● Instructions to follow:
Say how many lines of the material include "rename". Give the number without any other text.

● Extracted records:
****

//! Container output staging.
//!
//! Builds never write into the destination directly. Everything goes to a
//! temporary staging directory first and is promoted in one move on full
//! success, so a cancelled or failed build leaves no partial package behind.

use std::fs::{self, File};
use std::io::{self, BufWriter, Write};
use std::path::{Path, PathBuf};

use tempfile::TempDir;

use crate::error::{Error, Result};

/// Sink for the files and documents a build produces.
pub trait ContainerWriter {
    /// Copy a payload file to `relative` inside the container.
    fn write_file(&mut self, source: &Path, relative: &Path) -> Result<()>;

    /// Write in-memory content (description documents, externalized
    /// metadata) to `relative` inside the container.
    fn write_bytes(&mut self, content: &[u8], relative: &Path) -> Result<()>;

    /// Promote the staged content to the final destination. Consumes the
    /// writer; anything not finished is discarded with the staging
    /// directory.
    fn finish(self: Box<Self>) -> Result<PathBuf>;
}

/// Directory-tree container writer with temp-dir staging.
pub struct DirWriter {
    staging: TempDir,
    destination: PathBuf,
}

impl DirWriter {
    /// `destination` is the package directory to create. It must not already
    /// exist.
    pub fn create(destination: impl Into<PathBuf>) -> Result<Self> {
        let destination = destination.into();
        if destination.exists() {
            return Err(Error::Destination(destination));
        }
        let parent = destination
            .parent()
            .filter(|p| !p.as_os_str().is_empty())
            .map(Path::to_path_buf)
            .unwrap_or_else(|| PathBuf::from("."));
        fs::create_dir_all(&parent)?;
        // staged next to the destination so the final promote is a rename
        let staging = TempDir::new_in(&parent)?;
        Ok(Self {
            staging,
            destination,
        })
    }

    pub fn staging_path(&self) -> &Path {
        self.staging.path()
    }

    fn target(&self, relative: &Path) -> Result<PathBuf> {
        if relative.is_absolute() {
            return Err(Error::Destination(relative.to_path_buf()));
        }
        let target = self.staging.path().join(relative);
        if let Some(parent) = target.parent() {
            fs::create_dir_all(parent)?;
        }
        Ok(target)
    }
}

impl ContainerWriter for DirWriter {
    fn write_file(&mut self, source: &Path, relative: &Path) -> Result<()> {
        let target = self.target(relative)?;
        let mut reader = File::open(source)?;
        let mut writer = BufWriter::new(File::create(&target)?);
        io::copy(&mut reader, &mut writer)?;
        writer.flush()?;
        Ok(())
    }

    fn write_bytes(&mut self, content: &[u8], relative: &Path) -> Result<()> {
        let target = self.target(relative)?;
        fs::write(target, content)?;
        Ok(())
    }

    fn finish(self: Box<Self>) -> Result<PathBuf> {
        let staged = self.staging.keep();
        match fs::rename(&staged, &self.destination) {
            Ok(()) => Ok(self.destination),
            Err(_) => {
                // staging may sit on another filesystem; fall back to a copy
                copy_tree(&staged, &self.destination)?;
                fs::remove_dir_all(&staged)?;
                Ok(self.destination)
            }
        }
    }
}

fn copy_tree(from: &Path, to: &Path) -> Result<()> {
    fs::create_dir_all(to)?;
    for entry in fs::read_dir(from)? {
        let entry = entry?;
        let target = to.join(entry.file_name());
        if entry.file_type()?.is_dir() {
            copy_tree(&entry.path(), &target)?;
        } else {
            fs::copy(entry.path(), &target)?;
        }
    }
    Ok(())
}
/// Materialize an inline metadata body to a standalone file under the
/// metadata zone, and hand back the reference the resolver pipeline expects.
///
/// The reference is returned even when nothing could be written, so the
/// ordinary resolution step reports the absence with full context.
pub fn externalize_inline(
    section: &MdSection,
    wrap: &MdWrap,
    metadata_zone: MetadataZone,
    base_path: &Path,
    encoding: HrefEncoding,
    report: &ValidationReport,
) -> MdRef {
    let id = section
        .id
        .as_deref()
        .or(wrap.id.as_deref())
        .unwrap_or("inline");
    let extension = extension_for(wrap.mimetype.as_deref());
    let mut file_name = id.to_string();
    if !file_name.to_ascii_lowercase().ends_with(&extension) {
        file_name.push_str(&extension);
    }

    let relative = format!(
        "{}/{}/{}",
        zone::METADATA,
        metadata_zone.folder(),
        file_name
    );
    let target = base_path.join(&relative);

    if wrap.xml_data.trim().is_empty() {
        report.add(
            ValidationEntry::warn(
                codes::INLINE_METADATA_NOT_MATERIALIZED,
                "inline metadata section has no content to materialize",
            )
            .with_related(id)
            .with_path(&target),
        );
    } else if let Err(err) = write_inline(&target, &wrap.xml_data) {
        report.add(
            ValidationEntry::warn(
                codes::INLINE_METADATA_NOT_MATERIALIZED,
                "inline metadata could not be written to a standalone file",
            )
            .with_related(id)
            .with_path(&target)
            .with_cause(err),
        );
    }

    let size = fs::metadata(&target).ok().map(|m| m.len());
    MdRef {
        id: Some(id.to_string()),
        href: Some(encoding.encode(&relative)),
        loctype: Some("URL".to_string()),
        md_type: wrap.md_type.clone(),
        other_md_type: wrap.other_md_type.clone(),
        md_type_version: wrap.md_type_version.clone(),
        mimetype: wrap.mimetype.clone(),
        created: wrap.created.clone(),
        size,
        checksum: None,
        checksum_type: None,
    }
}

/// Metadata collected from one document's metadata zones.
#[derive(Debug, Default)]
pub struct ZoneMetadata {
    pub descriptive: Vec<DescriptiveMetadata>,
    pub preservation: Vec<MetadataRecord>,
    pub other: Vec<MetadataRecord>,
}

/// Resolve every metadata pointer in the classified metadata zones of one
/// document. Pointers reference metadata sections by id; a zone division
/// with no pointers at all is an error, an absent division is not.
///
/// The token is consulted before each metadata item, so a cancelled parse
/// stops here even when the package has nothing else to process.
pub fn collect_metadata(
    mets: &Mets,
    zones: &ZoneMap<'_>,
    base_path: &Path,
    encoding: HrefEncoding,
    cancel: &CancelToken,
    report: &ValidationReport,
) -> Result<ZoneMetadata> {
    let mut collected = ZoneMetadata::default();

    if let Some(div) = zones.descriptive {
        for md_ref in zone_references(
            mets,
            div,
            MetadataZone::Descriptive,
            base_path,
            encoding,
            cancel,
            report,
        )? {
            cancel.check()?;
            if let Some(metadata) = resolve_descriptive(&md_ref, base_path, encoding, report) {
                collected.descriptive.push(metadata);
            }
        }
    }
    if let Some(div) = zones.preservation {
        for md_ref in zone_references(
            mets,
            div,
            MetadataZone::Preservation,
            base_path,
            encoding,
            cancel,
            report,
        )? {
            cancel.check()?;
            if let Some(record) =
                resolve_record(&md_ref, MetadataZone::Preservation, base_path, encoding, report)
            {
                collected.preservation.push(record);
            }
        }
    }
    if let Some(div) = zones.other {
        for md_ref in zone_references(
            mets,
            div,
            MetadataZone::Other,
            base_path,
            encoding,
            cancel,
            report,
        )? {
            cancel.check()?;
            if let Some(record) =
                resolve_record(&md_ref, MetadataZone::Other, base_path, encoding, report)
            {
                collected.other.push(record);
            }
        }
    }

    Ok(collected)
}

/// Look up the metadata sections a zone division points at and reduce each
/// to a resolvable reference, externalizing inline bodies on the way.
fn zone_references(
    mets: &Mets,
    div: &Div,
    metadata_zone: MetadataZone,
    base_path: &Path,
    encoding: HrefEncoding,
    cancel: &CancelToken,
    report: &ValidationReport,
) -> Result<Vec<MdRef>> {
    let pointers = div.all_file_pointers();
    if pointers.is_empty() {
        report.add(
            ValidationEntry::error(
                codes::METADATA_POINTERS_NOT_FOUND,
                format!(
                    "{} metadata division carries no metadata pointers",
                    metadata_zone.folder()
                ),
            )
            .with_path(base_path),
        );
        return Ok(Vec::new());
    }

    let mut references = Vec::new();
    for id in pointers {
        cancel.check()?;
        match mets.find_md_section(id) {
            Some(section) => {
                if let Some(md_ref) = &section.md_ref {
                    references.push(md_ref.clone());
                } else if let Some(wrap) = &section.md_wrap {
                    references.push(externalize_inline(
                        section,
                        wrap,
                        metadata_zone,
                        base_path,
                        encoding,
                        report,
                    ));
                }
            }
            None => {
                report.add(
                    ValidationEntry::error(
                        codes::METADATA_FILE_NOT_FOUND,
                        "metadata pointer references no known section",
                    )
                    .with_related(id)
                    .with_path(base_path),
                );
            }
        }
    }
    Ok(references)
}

****

● Exercise response:
2